Find every line in the records below that holds the word "KeyEvent", and copy it out.
===== Given information =====
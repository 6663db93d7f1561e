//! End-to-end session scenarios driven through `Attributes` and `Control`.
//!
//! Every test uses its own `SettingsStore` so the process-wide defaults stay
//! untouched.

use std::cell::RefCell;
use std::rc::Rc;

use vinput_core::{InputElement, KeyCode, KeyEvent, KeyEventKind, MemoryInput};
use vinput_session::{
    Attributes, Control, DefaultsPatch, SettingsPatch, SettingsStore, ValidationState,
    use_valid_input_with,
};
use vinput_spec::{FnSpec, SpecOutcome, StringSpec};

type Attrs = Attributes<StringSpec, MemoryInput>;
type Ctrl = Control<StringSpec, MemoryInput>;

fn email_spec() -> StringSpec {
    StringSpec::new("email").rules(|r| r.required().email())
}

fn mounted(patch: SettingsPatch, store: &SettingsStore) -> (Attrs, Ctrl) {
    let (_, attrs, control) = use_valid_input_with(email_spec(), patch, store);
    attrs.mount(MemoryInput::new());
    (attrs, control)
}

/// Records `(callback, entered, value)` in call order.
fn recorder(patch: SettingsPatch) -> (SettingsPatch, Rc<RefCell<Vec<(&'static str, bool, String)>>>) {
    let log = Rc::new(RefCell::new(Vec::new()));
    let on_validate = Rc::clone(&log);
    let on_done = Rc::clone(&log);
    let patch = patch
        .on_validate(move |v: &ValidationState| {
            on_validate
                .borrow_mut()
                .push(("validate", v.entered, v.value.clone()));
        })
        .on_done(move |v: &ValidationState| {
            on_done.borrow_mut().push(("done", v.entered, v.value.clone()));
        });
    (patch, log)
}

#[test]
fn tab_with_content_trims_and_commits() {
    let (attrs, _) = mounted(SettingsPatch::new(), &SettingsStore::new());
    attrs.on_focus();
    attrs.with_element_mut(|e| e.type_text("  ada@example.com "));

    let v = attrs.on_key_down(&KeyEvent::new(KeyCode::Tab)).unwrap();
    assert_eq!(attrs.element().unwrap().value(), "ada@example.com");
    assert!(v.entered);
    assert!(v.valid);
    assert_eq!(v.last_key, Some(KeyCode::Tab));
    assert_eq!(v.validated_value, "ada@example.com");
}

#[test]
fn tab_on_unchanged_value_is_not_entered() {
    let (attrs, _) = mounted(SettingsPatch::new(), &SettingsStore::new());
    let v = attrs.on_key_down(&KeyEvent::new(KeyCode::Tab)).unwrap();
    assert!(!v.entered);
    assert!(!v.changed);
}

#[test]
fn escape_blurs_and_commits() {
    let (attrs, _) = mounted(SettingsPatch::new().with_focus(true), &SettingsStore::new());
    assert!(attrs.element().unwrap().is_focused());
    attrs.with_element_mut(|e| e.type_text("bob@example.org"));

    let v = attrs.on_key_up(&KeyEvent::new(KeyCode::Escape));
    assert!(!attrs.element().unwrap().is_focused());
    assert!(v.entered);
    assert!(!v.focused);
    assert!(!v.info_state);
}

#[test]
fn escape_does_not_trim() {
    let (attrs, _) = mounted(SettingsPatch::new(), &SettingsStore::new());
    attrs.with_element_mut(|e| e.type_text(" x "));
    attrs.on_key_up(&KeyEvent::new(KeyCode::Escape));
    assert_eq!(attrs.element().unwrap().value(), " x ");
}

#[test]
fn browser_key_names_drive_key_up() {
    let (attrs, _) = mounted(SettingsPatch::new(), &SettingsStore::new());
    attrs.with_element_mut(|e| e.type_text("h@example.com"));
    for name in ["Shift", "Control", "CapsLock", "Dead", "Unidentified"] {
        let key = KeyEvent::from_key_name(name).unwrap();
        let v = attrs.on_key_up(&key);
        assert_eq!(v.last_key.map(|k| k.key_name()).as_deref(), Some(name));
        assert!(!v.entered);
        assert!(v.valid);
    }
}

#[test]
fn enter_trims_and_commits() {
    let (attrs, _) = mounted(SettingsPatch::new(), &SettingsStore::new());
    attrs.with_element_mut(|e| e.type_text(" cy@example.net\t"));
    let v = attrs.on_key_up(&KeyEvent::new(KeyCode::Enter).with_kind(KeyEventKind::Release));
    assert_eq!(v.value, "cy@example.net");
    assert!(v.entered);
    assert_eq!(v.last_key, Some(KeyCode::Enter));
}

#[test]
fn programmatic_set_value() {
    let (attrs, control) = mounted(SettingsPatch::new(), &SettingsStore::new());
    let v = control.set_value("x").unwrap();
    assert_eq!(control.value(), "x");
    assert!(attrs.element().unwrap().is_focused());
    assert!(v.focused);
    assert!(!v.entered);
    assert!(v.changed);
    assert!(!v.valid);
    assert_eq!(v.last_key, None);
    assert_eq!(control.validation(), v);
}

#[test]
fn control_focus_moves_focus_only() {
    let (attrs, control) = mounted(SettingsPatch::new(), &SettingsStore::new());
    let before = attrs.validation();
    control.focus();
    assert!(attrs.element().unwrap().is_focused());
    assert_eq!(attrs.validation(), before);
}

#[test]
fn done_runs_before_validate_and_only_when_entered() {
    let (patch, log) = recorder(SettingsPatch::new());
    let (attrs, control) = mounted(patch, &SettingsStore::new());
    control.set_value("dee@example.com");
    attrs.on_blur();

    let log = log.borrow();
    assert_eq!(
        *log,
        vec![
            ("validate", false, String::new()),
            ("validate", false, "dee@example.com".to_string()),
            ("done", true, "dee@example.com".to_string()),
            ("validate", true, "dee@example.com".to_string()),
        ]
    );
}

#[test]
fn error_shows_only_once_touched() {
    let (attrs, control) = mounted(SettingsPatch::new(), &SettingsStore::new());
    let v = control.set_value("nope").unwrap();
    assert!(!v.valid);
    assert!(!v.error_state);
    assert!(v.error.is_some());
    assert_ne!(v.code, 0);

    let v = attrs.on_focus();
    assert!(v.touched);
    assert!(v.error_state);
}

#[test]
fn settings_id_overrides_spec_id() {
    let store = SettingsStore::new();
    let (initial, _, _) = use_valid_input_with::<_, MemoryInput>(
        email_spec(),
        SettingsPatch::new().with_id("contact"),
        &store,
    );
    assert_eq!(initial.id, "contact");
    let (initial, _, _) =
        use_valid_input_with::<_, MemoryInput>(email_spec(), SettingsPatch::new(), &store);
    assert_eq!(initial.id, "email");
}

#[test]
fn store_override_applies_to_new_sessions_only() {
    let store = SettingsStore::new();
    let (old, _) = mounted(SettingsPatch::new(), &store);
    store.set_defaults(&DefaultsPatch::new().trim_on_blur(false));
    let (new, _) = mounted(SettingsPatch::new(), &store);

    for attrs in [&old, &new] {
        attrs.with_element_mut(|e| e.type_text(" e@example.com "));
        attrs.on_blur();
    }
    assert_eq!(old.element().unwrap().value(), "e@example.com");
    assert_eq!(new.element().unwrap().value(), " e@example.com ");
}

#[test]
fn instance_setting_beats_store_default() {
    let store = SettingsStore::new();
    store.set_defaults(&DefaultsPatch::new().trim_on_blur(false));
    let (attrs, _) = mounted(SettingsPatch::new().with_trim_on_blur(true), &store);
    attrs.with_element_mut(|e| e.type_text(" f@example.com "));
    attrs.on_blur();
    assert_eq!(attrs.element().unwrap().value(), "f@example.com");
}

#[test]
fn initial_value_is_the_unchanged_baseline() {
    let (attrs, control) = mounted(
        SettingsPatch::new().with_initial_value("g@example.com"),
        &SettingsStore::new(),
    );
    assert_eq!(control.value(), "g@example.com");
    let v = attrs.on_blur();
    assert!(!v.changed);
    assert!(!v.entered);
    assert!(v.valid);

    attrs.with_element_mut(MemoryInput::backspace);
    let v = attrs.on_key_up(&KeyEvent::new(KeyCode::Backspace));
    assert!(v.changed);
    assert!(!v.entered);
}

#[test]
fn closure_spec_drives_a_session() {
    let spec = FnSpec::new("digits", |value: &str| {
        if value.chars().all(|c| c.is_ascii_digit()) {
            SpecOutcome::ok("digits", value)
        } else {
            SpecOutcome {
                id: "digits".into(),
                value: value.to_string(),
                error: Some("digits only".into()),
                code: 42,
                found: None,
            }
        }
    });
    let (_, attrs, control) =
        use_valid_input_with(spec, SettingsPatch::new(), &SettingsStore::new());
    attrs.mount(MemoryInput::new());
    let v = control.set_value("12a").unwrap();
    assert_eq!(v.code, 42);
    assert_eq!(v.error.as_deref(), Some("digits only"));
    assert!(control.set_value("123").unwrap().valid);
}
=====
Answer to the exercise =>
use vinput_core::{InputElement, KeyCode, KeyEvent, KeyEventKind, MemoryInput};
    let v = attrs.on_key_down(&KeyEvent::new(KeyCode::Tab)).unwrap();
    let v = attrs.on_key_down(&KeyEvent::new(KeyCode::Tab)).unwrap();
    let v = attrs.on_key_up(&KeyEvent::new(KeyCode::Escape));
    attrs.on_key_up(&KeyEvent::new(KeyCode::Escape));
        let key = KeyEvent::from_key_name(name).unwrap();
    let v = attrs.on_key_up(&KeyEvent::new(KeyCode::Enter).with_kind(KeyEventKind::Release));
    let v = attrs.on_key_up(&KeyEvent::new(KeyCode::Backspace));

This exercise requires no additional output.